This dissertation covered distinct flavors of Multidimensional Packing Problems, considering instances in two and three dimensions, with different objective functions. In all instances considered here, both items and bins have rectangular shapes.
In Chapter I, besides introducing the notation and the typology of MD-PP, and
reviewing previous work, we analyze the effect of restricting rotation and certain types of pattern restrictions on the number of bins used on 2D-BPP. It is shown that restricting the orientation of items can lead to solutions using twice as many bins as when 90º rotations are allowed. The restrictions of guillotine cut patterns and 1st-order non-guillotine patterns are also considered, with asymptotic results presented. For the case when items have to be packed together, or connected, up to a 33% increase in the number of bins can be expected.
Chapters III and IV are dedicated to Pallet Loading Problems (PLP).
In Chapter III, we define the idea of the Minimum Size Instance (MSI) of an
equivalence class of PLP, and show that every class has one and only one MSI. This makes the MSI extremely helpful in distinguishing equivalence classes. We also develop bounds on the dimensions of item and pallet in the MSI of a class, given the set of efficient partitions of an instance of that class. We also show that a bound used for almost 15 years [Dowsland 1987] is incorrect.
Applying the newly developed bounds to the MSI, we enumerate all equivalence classes with area ratio bound as large as 100. Previous work in this area considered at most a subset of these classes.

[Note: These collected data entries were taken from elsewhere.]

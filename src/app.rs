use crate::handlers;
use crate::state::AppState;
use axum::{routing::{get, post}, Router};

pub fn router(state: AppState) -> Router {
    Router::new()
        .route("/", get(handlers::index))
        .route("/api/summary", get(handlers::get_summary))
        .route("/api/schedule", get(handlers::get_schedule))
        .route("/api/calendar", get(handlers::get_calendar))
        .route("/api/toggle", post(handlers::post_toggle))
        .route("/api/plank", post(handlers::post_mark_plank))
        .route("/api/timer", get(handlers::get_timer))
        .route("/api/timer/start", post(handlers::post_timer_start))
        .route("/api/timer/pause", post(handlers::post_timer_pause))
        .route("/api/timer/reset", post(handlers::post_timer_reset))
        .route("/api/export", get(handlers::get_export))
        .route("/api/import", post(handlers::post_import))
        .with_state(state)
}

The first of these new bounds is the Single Homogeneous Perfect Partition (SHPP) bound. This bound, together with simple heuristics, proves optimality of almost 50% of all classes that have no proven optimal solution after applying other simple bounds.
The second bound is the Single Perfect Partition (SPP) bound. It can be useful when the MSI of a class presents only one perfect X-partition or Y-partition.
The third bound is the Relaxed Class (RC) bound, requiring the definition of new relations among distinct equivalence classes of PLP – restricted and relaxed classes. Every feasible packing pattern in a restricted class is shown to be adoptable by a relaxed class.
The fourth bound, the Combined Perfect Partition and Relaxed Class (CPPRC) bound, combines ideas of the SHPP and the RC bounds.
Bounds based on similarity of classes and an improved LP bound are presented, but not completely explored. These two bounds are applied to only a few instances of PLP.
Among the algorithms, the Hollow Block Heuristic is the simplest one proposed in
Chapter IV. It is related to the diagonal heuristic, described in Nelissen [1993], but has a
simpler structure. The G5-heuristic generates 1st-order non-guillotine packing patterns, and
finds optimal solutions to all instances of PLP with an area ratio (AR) bound of up to 51 boxes, 99.999% of all instances with an AR bound of up to 100 boxes, and differs at most by one box in the 0.001% remaining instances.
Three other heuristics are proposes based on non-guillotine cut patterns of higher order, with at most eight blocks. These heuristics solve some instances not solved with the G5-heuristic, nor by other heuristics from the literature.
After the application of the proposed bounding procedures and heuristics, 6,952 equivalence classes of PLP with an AR bound of up to 100 boxes remain without a proven optimal solution. An exact algorithm is developed to solve these last remaining instances. The HVZ algorithm is based on the idea of representing a packing pattern with a ternary string, with the characters H, V, and Z. This new exact algorithm, together with the application of the RC bound, is able to identify the optimal solution to the remaining instances, obtaining in only three equivalence classes a solution not generated with the heuristics proposed in this dissertation.
Chapters V and VI are dedicated to knapsack problems, in two and three
dimensions (2D-KP and 3D-KP).
In Chapter V we implement a mixed integer program (MIP) model of 2D-KP and
show that it can be used, with a commercial optimization software to solve some instances from the literature.
In Chapter VI, we extend the HVZ algorithm for PLP to develop the Diagonal Fill
Algorithm (DFA) for 2D-KP and 3D-KP, and show that these new algorithms are able to solve orthogonal versions of instances from the literature only solved before considering fixed orientation or guillotine cut patterns. The two proposed algorithms, 2D-DFA and 3D- DFA, are the first algorithms in the literature to solve orthogonal non-guillotine instances of 2D-KP and 3D-KP.
Multidimensional Bin Packing Problems (MD-BPP) are addressed in Chapter VII.
New branch-and-price algorithms for 2D-BPP and 3D-BPP, based on the 2D-DFA and 3D- DFA are developed. These are also the first algorithms in the literature to solve the orthogonal non-guillotine instances.
For cases where a good solution soon is better than an optimal solution later, we substitute the exact algorithms for MD-KP in the branch-and-price procedure for MD-BPP. This new heuristic finds better solutions to instances of MD-BPP from the literature.